Sunday, November 4, 2007

Allan Bloom's American Mind

Book TV used this weekend to celebrate the twentieth anniversary of the publication of Allan Bloom's controversial book, The Closing of the American Mind: How Higher Education has Failed Democracy and Impoverished the Souls of Today's Students. The "celebration" was actually a broadcast of two panel discussions from an anniversary event held at the Manhattan Institute on October 7. Probably the most important thing to come out of those panels was an appreciation of just how slippery the very concept of a "closed" (and, therefore, "open") mind can be. Nevertheless, one wonders whether or not much was to be gained by academic pundits puzzling over such a concept justified the comparative neglect given to the more charged language of Bloom's book. Little was said about whether or not our institutions of higher education have, indeed, "failed democracy" or "impoverished the souls" of their students.

Therefore I think it may be more important to address a more fundamental question behind that accusation of "impoverishment," which was the neglect of "great books of Western civilization" in favor of a more diverse approach to "cultural relativism." Regular readers know that I have a great deal of respect for those "great books." I both read and cite them frequently; and I hold them up as examples of resources whose "knowledge half-life" is far greater than most of what gets published these days (particularly when the publisher is a business school press). On the other hand I have a great deal of trouble with trying to orient education around any canon, particularly one with a Western bias. Yes, we should read Plato and Aristotle; but I agree with Carl Gustav Jung's point that we cannot read these philosophers without some fundamental knowledge of the social context in which they were situated. Put more bluntly, we should not admire "great Greek thinkers" without ignoring that they probably could not have done their thinking without that population of helots and slaves doing all the day-to-day grunt work. Similarly, while I have great respect for the texts of both the Old and New Testaments, I am very concerned that they should be taken as "received wisdom," rather than artifacts of that historical process that constitutes the development of Christianity, a process that is probably least known to those who embrace the faith most passionately.

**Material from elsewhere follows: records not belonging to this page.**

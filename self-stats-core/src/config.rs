//! Configuration loading and management
//!
//! Configuration is loaded from `~/.config/self-stats/config.toml`
//!
//! This module follows the XDG Base Directory Specification:
//! - Config: `$XDG_CONFIG_HOME/self-stats/` (~/.config/self-stats/)
//! - State/Logs: `$XDG_STATE_HOME/self-stats/` (~/.local/state/self-stats/)

use crate::error::{Error, Result};
use crate::ingest::WallClock;
use serde::Deserialize;
use std::path::{Path, PathBuf};

/// Returns a best-effort home directory path.
fn home_dir() -> PathBuf {
    std::env::var_os("HOME")
        .map(PathBuf::from)
        .or_else(dirs::home_dir)
        .unwrap_or_else(|| PathBuf::from("."))
}

/// Returns XDG_CONFIG_HOME or ~/.config
fn xdg_config_home() -> PathBuf {
    std::env::var("XDG_CONFIG_HOME")
        .map(PathBuf::from)
        .unwrap_or_else(|_| home_dir().join(".config"))
}

/// Returns XDG_STATE_HOME or ~/.local/state
fn xdg_state_home() -> PathBuf {
    std::env::var("XDG_STATE_HOME")
        .map(PathBuf::from)
        .unwrap_or_else(|_| home_dir().join(".local/state"))
}

/// File name prefix of the rotating log files
pub const LOG_FILE_PREFIX: &str = "self-stats";

/// File name suffix of the rotating log files
pub const LOG_FILE_SUFFIX: &str = "log";

/// Main configuration struct
#[derive(Debug, Deserialize, Default, Clone)]
pub struct Config {
    /// Export reading settings
    #[serde(default)]
    pub ingest: IngestConfig,

    /// Activity window settings
    #[serde(default)]
    pub pipeline: PipelineConfig,

    /// Leading-noise changepoint settings
    #[serde(default)]
    pub changepoint: ChangepointConfig,

    /// Output table settings
    #[serde(default)]
    pub export: ExportConfig,

    /// Logging configuration
    #[serde(default)]
    pub logging: LoggingConfig,
}

/// Export reading configuration
#[derive(Debug, Deserialize, Clone)]
pub struct IngestConfig {
    /// Zone JSON export times (stamped in UTC) are shown in: `local`, `utc`
    /// or a fixed offset such as `-05:00`
    #[serde(default = "default_time_zone")]
    pub time_zone: String,
}

impl Default for IngestConfig {
    fn default() -> Self {
        Self {
            time_zone: default_time_zone(),
        }
    }
}

impl IngestConfig {
    /// Parsed [`WallClock`] for `time_zone`.
    pub fn wall_clock(&self) -> Result<WallClock> {
        self.time_zone
            .parse()
            .map_err(|e| Error::Config(format!("ingest.time_zone: {}", e)))
    }

    /// Validate configuration, returning error message if invalid
    pub fn validate(&self) -> Result<()> {
        self.wall_clock().map(|_| ())
    }
}

fn default_time_zone() -> String {
    "local".to_string()
}

/// Activity window and enrichment configuration
#[derive(Debug, Deserialize, Clone)]
pub struct PipelineConfig {
    /// Longest gap (minutes) between two events of the same activity window
    #[serde(default = "default_interrupt_minutes")]
    pub interrupt_minutes: u32,

    /// Watch events preceded by a gap shorter than this are short-form videos
    #[serde(default = "default_short_form_minutes")]
    pub short_form_minutes: f64,

    /// Run changepoint trimming before segmentation
    #[serde(default = "default_true")]
    pub trim_leading_noise: bool,
}

impl Default for PipelineConfig {
    fn default() -> Self {
        Self {
            interrupt_minutes: default_interrupt_minutes(),
            short_form_minutes: default_short_form_minutes(),
            trim_leading_noise: true,
        }
    }
}

impl PipelineConfig {
    /// Validate configuration, returning error message if invalid
    pub fn validate(&self) -> Result<()> {
        if !self.short_form_minutes.is_finite() || self.short_form_minutes < 0.0 {
            return Err(Error::Config(
                "pipeline.short_form_minutes must be a non-negative number".to_string(),
            ));
        }
        Ok(())
    }
}

fn default_interrupt_minutes() -> u32 {
    20
}

fn default_short_form_minutes() -> f64 {
    2.0
}

fn default_true() -> bool {
    true
}

/// Binary-segmentation changepoint configuration
#[derive(Debug, Deserialize, Clone)]
pub struct ChangepointConfig {
    /// Minimum fractional change in mean daily count (0.05 = 5%) for a
    /// detected shift to count as real
    #[serde(default = "default_min_relative_change")]
    pub min_relative_change: f64,

    /// Minimum number of days on each side of a split
    #[serde(default = "default_min_segment_len")]
    pub min_segment_len: usize,

    /// Only split indices that are multiples of this stride are tried
    #[serde(default = "default_jump")]
    pub jump: usize,
}

impl Default for ChangepointConfig {
    fn default() -> Self {
        Self {
            min_relative_change: default_min_relative_change(),
            min_segment_len: default_min_segment_len(),
            jump: default_jump(),
        }
    }
}

impl ChangepointConfig {
    /// Config with a custom significance threshold and default search grid.
    pub fn with_threshold(min_relative_change: f64) -> Self {
        Self {
            min_relative_change,
            ..Default::default()
        }
    }

    /// Validate configuration, returning error message if invalid
    pub fn validate(&self) -> Result<()> {
        if self.min_segment_len == 0 {
            return Err(Error::Config(
                "changepoint.min_segment_len must be at least 1".to_string(),
            ));
        }
        if self.jump == 0 {
            return Err(Error::Config(
                "changepoint.jump must be at least 1".to_string(),
            ));
        }
        if self.min_relative_change.is_nan() || self.min_relative_change < 0.0 {
            return Err(Error::Config(
                "changepoint.min_relative_change must be a non-negative number".to_string(),
            ));
        }
        Ok(())
    }
}

fn default_min_relative_change() -> f64 {
    0.05
}

fn default_min_segment_len() -> usize {
    2
}

fn default_jump() -> usize {
    1
}

/// Table file format
#[derive(Debug, Deserialize, Clone, Copy, PartialEq, Eq, Default)]
#[serde(rename_all = "lowercase")]
pub enum ExportFormat {
    #[default]
    Csv,
    Json,
}

impl ExportFormat {
    /// File extension without the dot
    pub fn extension(&self) -> &'static str {
        match self {
            ExportFormat::Csv => "csv",
            ExportFormat::Json => "json",
        }
    }
}

impl std::str::FromStr for ExportFormat {
    type Err = String;

    fn from_str(s: &str) -> std::result::Result<Self, Self::Err> {
        match s {
            "csv" => Ok(ExportFormat::Csv),
            "json" => Ok(ExportFormat::Json),
            _ => Err(format!("unknown export format: {}", s)),
        }
    }
}

/// Output table configuration
#[derive(Debug, Deserialize, Clone)]
pub struct ExportConfig {
    /// Directory (relative to the input directory) receiving the tables
    #[serde(default = "default_output_dir_name")]
    pub output_dir_name: String,

    /// File format of the written tables
    #[serde(default)]
    pub format: ExportFormat,
}

impl Default for ExportConfig {
    fn default() -> Self {
        Self {
            output_dir_name: default_output_dir_name(),
            format: ExportFormat::default(),
        }
    }
}

fn default_output_dir_name() -> String {
    "output".to_string()
}

/// Logging configuration
#[derive(Debug, Deserialize, Clone)]
pub struct LoggingConfig {
    /// Log level (trace, debug, info, warn, error)
    #[serde(default = "default_log_level")]
    pub level: String,

    /// Maximum number of log files to keep
    #[serde(default = "default_max_log_files")]
    pub max_files: usize,
}

impl Default for LoggingConfig {
    fn default() -> Self {
        Self {
            level: default_log_level(),
            max_files: default_max_log_files(),
        }
    }
}

fn default_log_level() -> String {
    "info".to_string()
}

fn default_max_log_files() -> usize {
    5
}

impl Config {
    /// Load configuration from the default path
    pub fn load() -> Result<Self> {
        let config_path = Self::config_path();

        if !config_path.exists() {
            tracing::info!("No config file found at {:?}, using defaults", config_path);
            return Ok(Config::default());
        }

        Self::load_from(&config_path)
    }

    /// Load configuration from a specific path
    pub fn load_from(path: &Path) -> Result<Self> {
        let content = std::fs::read_to_string(path)
            .map_err(|e| Error::Config(format!("failed to read config file {:?}: {}", path, e)))?;

        let config: Config = toml::from_str(&content)
            .map_err(|e| Error::Config(format!("failed to parse config: {}", e)))?;

        config.validate()?;
        Ok(config)
    }

    /// Validate every section
    pub fn validate(&self) -> Result<()> {
        self.ingest.validate()?;
        self.pipeline.validate()?;
        self.changepoint.validate()?;
        Ok(())
    }

    /// Returns the default config file path
    ///
    /// `$XDG_CONFIG_HOME/self-stats/config.toml` (~/.config/self-stats/config.toml)
    pub fn config_path() -> PathBuf {
        xdg_config_home().join("self-stats").join("config.toml")
    }

    /// Returns the state directory path (for logs)
    ///
    /// `$XDG_STATE_HOME/self-stats/` (~/.local/state/self-stats/)
    pub fn state_dir() -> PathBuf {
        xdg_state_home().join("self-stats")
    }

    /// Returns the path of the log file written on `date`
    ///
    /// Logs rotate daily: `$XDG_STATE_HOME/self-stats/self-stats.YYYY-MM-DD.log`
    pub fn log_path(date: chrono::NaiveDate) -> PathBuf {
        Self::state_dir().join(format!(
            "{}.{}.{}",
            LOG_FILE_PREFIX,
            date.format("%Y-%m-%d"),
            LOG_FILE_SUFFIX
        ))
    }
}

The other problem with any canon is that it, too, is an artifact that becomes fixed at a particular moment in time; but time does not stop with the definition of the canon. This is why I recently addressed the question of whether or not a piece of music that had been composed during my lifetime should now constitute a representative "emblem" of the Zeitgeist of the twentieth century. Temporal distance changes the priority we assign to events, and it probably also changes how we perceive Western civilization in the context of other cultures. (Consider, for example, the recent revived interest in the Korean War that now addresses questions of cultural misinterpretation.)

Does this mean that we should still be reading Bloom's book twenty years after its publication? On the basis of the two panels I watched, I have my doubts. While the book raised many questions from the general, rather than academic, press when it appeared, it now seems to have settled into a state of neglect that it probably deserves (except for its impact on the neoconservative movement, which was not a minor one). On the other hand the issues that Bloom tried to tackle, those questions of education failing democracy and impoverishing the souls of students, are as important today as they were when the book appeared. Indeed, the very questions of the extent to which faith has undermined reason and what the consequences of that undermining may be should be approached with the greatest urgency; but perhaps the most apparent consequence of the undermining is the general lack to will to even recognize that those questions are there to be considered!